Bernie Sanders a annoncé la fin de sa campagne présidentielle, distancé dans les sondages et dans le compte des délégués pour la course à la primaire démocrate par Joe Biden.
La campagne de Bernie Sanders était l’antithèse de tout ce qui a rendu inévitable l’échec du Parti Démocrate et de la sociale-démocratie européenne. Centrée sur les catégories populaires, elle visait à rendre au peuple américain le contrôle sur sa vie en luttant contre les inégalités et les forces du marché. Comme en 2016, la vigueur de sa campagne et son attrait auprès des jeunes sont gageurs d’espoir pour l’avenir. Les groupements qui se revendiquent du socialism ou du democratic socialism, deux termes à la connotation très forte en anglais, se multiplient, et la relève de ce mouvement semble être assurée par Alexandria Ocasio-Cortez, dont le rôle dans la campagne de Bernie Sanders a été central.
Maintenant, quelle campagne pour Joe Biden ? Suivra-t-il l’establishement démocrate dans l’abandon des questions sociales au profit d’un vague intersectionnalisme voulant fédérer les minorités sans y parvenir ? Ou bien voudra-t-il rassembler le peuple américain dans toutes ses composantes autour d’un projet politique social ? Se contentera-t-il d’utiliser Donald Trump comme épouvantail, ou bien se battra-t-il vigoureusement sans considérer que l’élection présidentielle lui est due ? Pour résumer en une question et suivant les analyses du politiste américain Thomas Frank, accompagnera-t-il le mouvement des élites financières vers le Parti Démocrate et des classes populaires vers le Parti Républicain, ou bien luttera-t-il vigoureusement pour que les démocrates redeviennent the Party of the People ?
Toutes ces questions sont en suspens, tant la crise du coronavirus l’a astreint à un silence médiatique prolongé. Celle-ci est l’occasion rêvée pour un démocrate de porter un projet de lutte contre la financiarisation et la privatisation de la santé aux Etats-Unis, qui décuplent les effets du virus et placent les pauvres dans des conditions sanitaires inacceptables. L’espoir Sanders étant passé, il ne reste qu’à attendre de savoir si Biden sera la énième déception d’un parti en lequel les classes populaires ne croient plus. Joe Biden a un lourd passé de centriste acquis aux forces du marché. Dans les années 1980, il a fait partie de ceux qui ont voulu réorienter la ligne du parti vers la fin du modèle rooseveltien de dépenses publiques et de sécurité sociale, ce qui aboutit à la présidence néolibérale de Bill Clinton.
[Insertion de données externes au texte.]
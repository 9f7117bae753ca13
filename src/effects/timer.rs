use std::time::Duration;

use futures::stream;
use tokio::time::{self, MissedTickBehavior};

use crate::{Effect, EffectResult};

/// Resolve once, after `duration`, to `msg_creator()`.
///
/// Never fires early. The deadline is fixed when the effect is started, not
/// when its task is first polled, so timeouts started together resolve in
/// order of their durations. The duration is attached as the effect's data.
///
/// Must be started inside a tokio runtime with the time driver enabled.
pub fn timeout<Event, F>(duration: Duration, msg_creator: F) -> Effect<Event>
where
    Event: Send + 'static,
    F: FnOnce() -> Event + Send + 'static,
{
    Effect::new("timeout", move |_| {
        let sleep = time::sleep(duration);
        EffectResult::single(async move {
            sleep.await;
            msg_creator()
        })
    })
    .with_data(duration)
}

/// Emit `msg_creator(tick)` every `period`, starting one period from now.
///
/// Runs until the loop is torn down. Ticks missed under load are delayed, not
/// burst.
///
/// # Panics
///
/// When started with a zero `period`.
pub fn interval<Event, F>(period: Duration, msg_creator: F) -> Effect<Event>
where
    Event: Send + 'static,
    F: FnMut(u64) -> Event + Send + 'static,
{
    Effect::new("interval", move |_| {
        let mut ticker = time::interval_at(time::Instant::now() + period, period);
        ticker.set_missed_tick_behavior(MissedTickBehavior::Delay);

        EffectResult::stream(stream::unfold(
            (ticker, msg_creator, 0u64),
            |(mut ticker, mut msg_creator, tick)| async move {
                ticker.tick().await;
                let event = msg_creator(tick);
                Some((event, (ticker, msg_creator, tick + 1)))
            },
        ))
    })
    .with_data(period)
}
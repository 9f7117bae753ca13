use crate::{Effect, EffectResult, HttpError};

/// Request parameters, attached as the data of HTTP effects.
#[derive(Debug, Clone, PartialEq, Eq)]
pub struct HttpGetOptions {
    pub uri: String,
}

/// Payload handed to the message creator of a successful GET.
#[derive(Debug, Clone, PartialEq, Eq)]
pub struct HttpGetResult {
    /// Raw response body, neither parsed nor validated.
    pub data: String,
}

/// Issue one GET to `uri` and resolve to `msg_creator` of the body.
///
/// Only successful (2xx) responses produce an event. Network failures and
/// error statuses are logged and otherwise dropped, so a loop waiting on this
/// effect stays where it was. Use [`try_http_get`] when failures must reach
/// the transition function.
pub fn http_get<Event, F>(uri: impl Into<String>, msg_creator: F) -> Effect<Event>
where
    Event: Send + 'static,
    F: FnOnce(HttpGetResult) -> Event + Send + 'static,
{
    let options = HttpGetOptions { uri: uri.into() };
    let uri = options.uri.clone();

    Effect::new("http.get", move |_| {
        EffectResult::fallible(async move {
            let data = fetch(&uri).await?;
            Ok::<_, HttpError>(msg_creator(HttpGetResult { data }))
        })
    })
    .with_data(options)
}

/// Issue one GET to `uri` and always resolve to an event.
///
/// `msg_creator` receives the body on success and the [`HttpError`]
/// otherwise.
pub fn try_http_get<Event, F>(uri: impl Into<String>, msg_creator: F) -> Effect<Event>
where
    Event: Send + 'static,
    F: FnOnce(Result<HttpGetResult, HttpError>) -> Event + Send + 'static,
{
    let options = HttpGetOptions { uri: uri.into() };
    let uri = options.uri.clone();

    Effect::new("http.get", move |_| {
        EffectResult::single(async move {
            let result = fetch(&uri).await.map(|data| HttpGetResult { data });
            msg_creator(result)
        })
    })
    .with_data(options)
}

async fn fetch(uri: &str) -> Result<String, HttpError> {
    tracing::trace!(uri, "http get");
    let response = reqwest::get(uri).await?;

    let status = response.status();
    if !status.is_success() {
        let body = response.text().await.unwrap_or_default();
        return Err(HttpError::Status {
            status: status.as_u16(),
            body,
        });
    }

    Ok(response.text().await?)
}
//! Ready-made effects for common side effects.
//!
//! Each constructor returns an inert [`Effect`](crate::Effect); nothing starts
//! until the loop runs it.

mod http;
mod timer;

pub use http::{http_get, try_http_get, HttpGetOptions, HttpGetResult};
pub use timer::{interval, timeout};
Il est lui-même sénateur du Delaware, paradis fiscal américain qui permet aux entreprises des Etats-Unis de ne pas payer l’impôt dû à la collectivité. Un tel héritage n’est guère enthousiasmant, à lui de démontrer qu’il saura être à la hauteur des enjeux. Avec le retrait de Sanders c’est un espoir de battre Trump qui s’envole en même temps que celui de nouvelles relations entre les USA et le reste du monde.